There is a nice quote framed on the wall at my home group meeting room this week. It says, “Even if you are on a right path, you will get run over if you just sit there.” It’s attributed to Will Rogers.
Today we were sharing on Step 11, and although I didn’t have a chance to share, I did some thinking over it in connection to the aforementioned quote.
See, when I was looking over at my situation with drinking before it got better, I was thinking that I needed to quit, but I would do nothing about it. I saw the things falling out of my control and I observed complete powerlessness over the situation, but I wouldn’t consciously admit to it and accept it. I didn’t have the tools, nor did I have the connections, and I didn’t know which way to go to have anything accomplished regarding my relationship with the substance abuse. I just sat there, wondering, making hollow promises to myself.
When I came to the recovery program, I started going to meetings and I started doing the Steps. Step 11, the one talking about prayer and meditation, was the least explored for a while, but I eventually started doing both of these things. In case with meditation, what I started doing was listening and watching without speaking on it.
There was this person in one meeting I attended who said: “Quitting drinking is easy.” I immediately took offence to that because I knew it wasn’t easy for me. But then they went on: “It’s staying sober that is difficult.” And they had it right. I knew then where they was coming from and where they were going to with it – was something I full-heartedly agreed with. And I focused on that idea.
Then couple years later I was to a different meeting and a person sitting next to me said: “I don’t have a problem with alcohol.” So, I thought well what the hell are they doing here?! Then that person said: “But it’s life that I have a problem with.” And they had me, right there, right then. I kept listening, nodding my head, because I knew that talking about themselves, that person also talked about me. Alcohol was a substance that I was addicted to because I didn’t have the grip on myself and how to deal with life. Not being able to deal with life and people came first, alcohol was some sort of a bad medicine. In the situation with the speaker, if I didn’t listen and dwell in my birthing resentment to what they originally said, I’d miss a valuable statement that since then made a lot of sense to me and strengthened my recovery.

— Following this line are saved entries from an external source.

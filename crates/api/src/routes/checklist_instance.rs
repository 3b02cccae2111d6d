//! Route definitions for the `/checklist-instances` resource.

use axum::routing::{get, patch, post};
use axum::Router;

use crate::handlers::checklist_instance;
use crate::state::AppState;

/// Routes mounted at `/checklist-instances`.
///
/// ```text
/// GET    /                              -> list_instances
/// POST   /                              -> create_instance
/// GET    /{id}                          -> get_instance
/// GET    /{id}/violations               -> get_violations
/// PATCH  /{id}/responses/{item_id}      -> update_response
/// POST   /{id}/finalize                 -> finalize
/// ```
pub fn router() -> Router<AppState> {
    Router::new()
        .route(
            "/",
            get(checklist_instance::list_instances).post(checklist_instance::create_instance),
        )
        .route("/{id}", get(checklist_instance::get_instance))
        .route("/{id}/violations", get(checklist_instance::get_violations))
        .route(
            "/{id}/responses/{item_id}",
            patch(checklist_instance::update_response),
        )
        .route("/{id}/finalize", post(checklist_instance::finalize))
}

A couple weeks I heard a very similar share from a person at a meeting, but it was given a new depth: “If drinking is your problem, you are a drinker. If drinking is your solution, you are an alcoholic.” I kept sitting on my chair when I heard that, but believe me, I was floored. This was something I knew all this time, but it was never said out loud. And hell, was it ever eloquently put into words, just as it was deadly truthful!

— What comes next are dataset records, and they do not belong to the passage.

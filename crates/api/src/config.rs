use std::str::FromStr;

use grua_core::expiry::DEFAULT_LOOKAHEAD_DAYS;

use crate::auth::jwt::JwtConfig;

/// Default pause between expiry scans: 6 hours.
const DEFAULT_SCAN_INTERVAL_SECS: u64 = 6 * 3600;

/// Longest accepted expiry lookahead: ten years.
const MAX_LOOKAHEAD_DAYS: i64 = 3650;

/// Server configuration loaded from environment variables.
///
/// | Env Var                     | Default                 |
/// |-----------------------------|-------------------------|
/// | `HOST`                      | `0.0.0.0`               |
/// | `PORT`                      | `3000`                  |
/// | `CORS_ORIGINS`              | `http://localhost:5173` |
/// | `REQUEST_TIMEOUT_SECS`      | `30`                    |
/// | `SHUTDOWN_TIMEOUT_SECS`     | `30`                    |
/// | `EXPIRY_LOOKAHEAD_DAYS`     | `30`                    |
/// | `EXPIRY_SCAN_INTERVAL_SECS` | `21600`                 |
///
/// JWT settings are documented on [`JwtConfig::from_env`].
#[derive(Debug, Clone)]
pub struct ServerConfig {
    pub host: String,
    pub port: u16,
    /// Allowed CORS origins (comma-separated in `CORS_ORIGINS`).
    pub cors_origins: Vec<String>,
    pub request_timeout_secs: u64,
    /// How long shutdown waits for background jobs to stop.
    pub shutdown_timeout_secs: u64,
    pub jwt: JwtConfig,
    pub expiry: ExpiryScanConfig,
}

/// Settings for the document-expiry / overdue-remediation scan.
#[derive(Debug, Clone, Copy)]
pub struct ExpiryScanConfig {
    /// Documents expiring within this many days are flagged.
    pub lookahead_days: i64,
    pub interval_secs: u64,
}

impl Default for ExpiryScanConfig {
    fn default() -> Self {
        Self {
            lookahead_days: DEFAULT_LOOKAHEAD_DAYS,
            interval_secs: DEFAULT_SCAN_INTERVAL_SECS,
        }
    }
}

impl ExpiryScanConfig {
    /// # Panics
    ///
    /// Panics if the interval is zero or the lookahead is outside
    /// `0..=MAX_LOOKAHEAD_DAYS`.
    fn checked(self) -> Self {
        assert!(self.interval_secs > 0, "EXPIRY_SCAN_INTERVAL_SECS must be positive");
        assert!(
            (0..=MAX_LOOKAHEAD_DAYS).contains(&self.lookahead_days),
            "EXPIRY_LOOKAHEAD_DAYS must be between 0 and {MAX_LOOKAHEAD_DAYS}, got {}",
            self.lookahead_days
        );
        self
    }
}

impl ServerConfig {
    /// Load configuration from the environment.
    ///
    /// # Panics
    ///
    /// Panics on malformed numeric values so a bad deployment fails at
    /// startup rather than on first use.
    pub fn from_env() -> Self {
        let cors_origins = env_or("CORS_ORIGINS", "http://localhost:5173".to_string())
            .split(',')
            .map(|s| s.trim().to_string())
            .filter(|s| !s.is_empty())
            .collect();

        let expiry = ExpiryScanConfig {
            lookahead_days: env_or("EXPIRY_LOOKAHEAD_DAYS", DEFAULT_LOOKAHEAD_DAYS),
            interval_secs: env_or("EXPIRY_SCAN_INTERVAL_SECS", DEFAULT_SCAN_INTERVAL_SECS),
        }
        .checked();

        Self {
            host: env_or("HOST", "0.0.0.0".to_string()),
            port: env_or("PORT", 3000),
            cors_origins,
            request_timeout_secs: env_or("REQUEST_TIMEOUT_SECS", 30),
            shutdown_timeout_secs: env_or("SHUTDOWN_TIMEOUT_SECS", 30),
            jwt: JwtConfig::from_env(),
            expiry,
        }
    }
}

/// Read `key` and parse it, falling back to `default` when unset.
///
/// # Panics
///
/// Panics if the variable is set but does not parse as `T`.
pub(crate) fn env_or<T>(key: &str, default: T) -> T
where
    T: FromStr,
    T::Err: std::fmt::Display,
{
    match std::env::var(key) {
        Ok(raw) => raw
            .parse()
            .unwrap_or_else(|e| panic!("{key} has an invalid value '{raw}': {e}")),
        Err(_) => default,
    }
}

Step 11 doesn’t just speak about prayer and meditation, it also mentions a power to carry out the will of our higher power in our daily living. This is where I’d connect it to that quote. Recovery, particularly through AA, is motion. If I just in a sandbox, surrounded by wisdom I don’t apply to life, resentments that I love to hate, and wonderings that keeps ideas at illusory level, attached to nothing, I will be run over by life that doesn’t stay on one spot, but keeps moving like the waves of the southern sea. I came to AA to stay sober, but I learned additionally how to carry on soberly and have a good life.